Your objective
Could you filter the data below down to the lines that hold the word "EngineError"?

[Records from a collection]
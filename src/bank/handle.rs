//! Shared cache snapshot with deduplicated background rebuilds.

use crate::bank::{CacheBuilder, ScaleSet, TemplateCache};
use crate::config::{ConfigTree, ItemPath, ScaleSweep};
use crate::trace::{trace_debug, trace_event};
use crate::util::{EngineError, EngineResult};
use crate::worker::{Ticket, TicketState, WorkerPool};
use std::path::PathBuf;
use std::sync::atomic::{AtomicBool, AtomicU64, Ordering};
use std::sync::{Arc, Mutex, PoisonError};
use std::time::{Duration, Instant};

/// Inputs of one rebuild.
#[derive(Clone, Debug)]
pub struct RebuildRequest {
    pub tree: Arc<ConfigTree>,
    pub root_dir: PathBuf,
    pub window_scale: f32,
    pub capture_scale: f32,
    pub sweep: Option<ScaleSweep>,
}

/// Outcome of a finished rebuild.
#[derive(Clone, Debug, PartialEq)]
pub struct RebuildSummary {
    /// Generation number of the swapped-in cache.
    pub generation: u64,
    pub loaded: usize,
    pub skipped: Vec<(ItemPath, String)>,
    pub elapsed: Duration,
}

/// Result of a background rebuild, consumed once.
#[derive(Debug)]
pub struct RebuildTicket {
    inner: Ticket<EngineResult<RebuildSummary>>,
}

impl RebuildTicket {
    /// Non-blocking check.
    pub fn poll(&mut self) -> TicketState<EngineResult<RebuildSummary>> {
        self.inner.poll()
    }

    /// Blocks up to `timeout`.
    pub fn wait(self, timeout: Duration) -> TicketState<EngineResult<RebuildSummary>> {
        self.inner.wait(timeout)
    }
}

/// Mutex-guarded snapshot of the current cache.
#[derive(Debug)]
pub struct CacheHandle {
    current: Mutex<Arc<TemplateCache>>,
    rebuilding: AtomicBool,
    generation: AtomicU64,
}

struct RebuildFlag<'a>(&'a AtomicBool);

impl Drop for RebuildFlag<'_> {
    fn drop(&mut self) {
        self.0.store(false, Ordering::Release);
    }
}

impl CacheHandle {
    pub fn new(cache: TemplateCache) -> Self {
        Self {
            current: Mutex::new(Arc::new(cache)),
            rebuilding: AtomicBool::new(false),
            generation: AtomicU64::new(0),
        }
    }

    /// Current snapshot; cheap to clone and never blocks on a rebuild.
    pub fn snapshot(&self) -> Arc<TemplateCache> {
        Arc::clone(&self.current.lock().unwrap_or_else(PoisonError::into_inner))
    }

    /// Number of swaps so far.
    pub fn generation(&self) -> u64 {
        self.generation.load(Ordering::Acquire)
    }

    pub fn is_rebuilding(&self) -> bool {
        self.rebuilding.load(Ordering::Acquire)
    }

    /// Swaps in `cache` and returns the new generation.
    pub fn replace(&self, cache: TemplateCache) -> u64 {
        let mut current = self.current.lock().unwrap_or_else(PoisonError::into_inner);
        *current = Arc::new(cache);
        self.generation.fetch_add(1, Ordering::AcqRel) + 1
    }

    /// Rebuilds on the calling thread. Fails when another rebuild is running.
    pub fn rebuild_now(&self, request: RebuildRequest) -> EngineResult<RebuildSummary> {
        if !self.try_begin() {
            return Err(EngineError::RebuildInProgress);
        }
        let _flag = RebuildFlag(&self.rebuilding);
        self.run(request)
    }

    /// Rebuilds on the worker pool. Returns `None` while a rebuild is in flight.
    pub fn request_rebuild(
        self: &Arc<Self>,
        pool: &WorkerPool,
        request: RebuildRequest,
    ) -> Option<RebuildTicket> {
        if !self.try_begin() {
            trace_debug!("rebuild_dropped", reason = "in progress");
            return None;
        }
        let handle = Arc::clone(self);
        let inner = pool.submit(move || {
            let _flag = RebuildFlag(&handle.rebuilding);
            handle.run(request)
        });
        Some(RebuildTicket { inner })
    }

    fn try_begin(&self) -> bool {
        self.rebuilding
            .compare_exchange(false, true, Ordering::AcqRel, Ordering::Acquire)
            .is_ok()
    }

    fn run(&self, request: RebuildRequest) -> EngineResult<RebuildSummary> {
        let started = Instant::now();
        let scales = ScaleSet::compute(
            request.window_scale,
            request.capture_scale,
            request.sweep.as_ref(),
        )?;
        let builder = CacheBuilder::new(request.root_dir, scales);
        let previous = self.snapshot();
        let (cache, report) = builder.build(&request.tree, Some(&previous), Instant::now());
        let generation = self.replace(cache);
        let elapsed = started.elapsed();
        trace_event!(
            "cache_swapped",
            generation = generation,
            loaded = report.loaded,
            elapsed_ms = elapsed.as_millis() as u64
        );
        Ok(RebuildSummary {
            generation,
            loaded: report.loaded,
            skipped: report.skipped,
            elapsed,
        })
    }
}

...

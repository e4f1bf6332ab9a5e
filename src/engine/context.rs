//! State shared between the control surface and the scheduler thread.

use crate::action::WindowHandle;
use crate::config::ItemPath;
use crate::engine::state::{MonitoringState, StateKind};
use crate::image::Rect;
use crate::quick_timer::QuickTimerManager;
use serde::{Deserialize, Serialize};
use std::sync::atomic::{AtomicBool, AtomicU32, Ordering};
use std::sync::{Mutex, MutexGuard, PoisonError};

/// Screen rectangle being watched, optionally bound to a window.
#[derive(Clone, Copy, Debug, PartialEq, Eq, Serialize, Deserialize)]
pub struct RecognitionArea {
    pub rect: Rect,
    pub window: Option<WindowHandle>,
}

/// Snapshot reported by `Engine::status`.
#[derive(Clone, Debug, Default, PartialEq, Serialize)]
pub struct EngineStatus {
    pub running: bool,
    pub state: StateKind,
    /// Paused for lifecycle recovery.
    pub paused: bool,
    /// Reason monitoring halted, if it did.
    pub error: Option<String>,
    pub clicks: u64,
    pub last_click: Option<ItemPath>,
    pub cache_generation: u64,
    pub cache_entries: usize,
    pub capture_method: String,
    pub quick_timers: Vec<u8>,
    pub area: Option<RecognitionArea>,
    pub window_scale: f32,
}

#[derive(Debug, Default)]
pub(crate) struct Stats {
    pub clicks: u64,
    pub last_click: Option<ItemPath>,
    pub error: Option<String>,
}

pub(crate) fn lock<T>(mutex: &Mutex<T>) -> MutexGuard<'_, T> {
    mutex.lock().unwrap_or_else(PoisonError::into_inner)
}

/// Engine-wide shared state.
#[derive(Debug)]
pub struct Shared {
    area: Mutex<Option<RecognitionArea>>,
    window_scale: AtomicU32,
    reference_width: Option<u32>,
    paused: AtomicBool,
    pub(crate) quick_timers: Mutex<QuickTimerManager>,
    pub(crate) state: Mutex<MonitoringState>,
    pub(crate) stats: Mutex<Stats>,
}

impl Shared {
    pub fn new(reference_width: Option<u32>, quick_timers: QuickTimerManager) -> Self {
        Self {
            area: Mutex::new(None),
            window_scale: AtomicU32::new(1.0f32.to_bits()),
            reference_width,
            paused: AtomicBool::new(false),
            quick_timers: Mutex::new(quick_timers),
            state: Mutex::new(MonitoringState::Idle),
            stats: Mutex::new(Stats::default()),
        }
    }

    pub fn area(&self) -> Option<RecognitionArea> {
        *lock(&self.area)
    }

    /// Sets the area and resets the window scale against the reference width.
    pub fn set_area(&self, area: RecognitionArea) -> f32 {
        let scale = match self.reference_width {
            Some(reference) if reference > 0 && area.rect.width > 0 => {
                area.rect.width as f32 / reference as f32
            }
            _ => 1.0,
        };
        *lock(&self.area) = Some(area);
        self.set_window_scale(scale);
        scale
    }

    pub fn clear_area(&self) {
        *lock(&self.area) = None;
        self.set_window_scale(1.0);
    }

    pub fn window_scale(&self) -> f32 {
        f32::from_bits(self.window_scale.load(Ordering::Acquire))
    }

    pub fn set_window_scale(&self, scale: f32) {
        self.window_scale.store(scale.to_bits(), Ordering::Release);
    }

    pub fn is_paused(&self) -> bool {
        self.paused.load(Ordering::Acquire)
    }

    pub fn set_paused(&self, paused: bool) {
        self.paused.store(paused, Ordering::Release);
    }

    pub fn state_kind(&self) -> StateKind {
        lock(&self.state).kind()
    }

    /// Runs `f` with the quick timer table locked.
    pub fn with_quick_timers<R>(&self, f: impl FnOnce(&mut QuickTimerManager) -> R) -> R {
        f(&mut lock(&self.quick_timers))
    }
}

Solution to this exercise
use crate::util::{EngineError, EngineResult};
            return Err(EngineError::RebuildInProgress);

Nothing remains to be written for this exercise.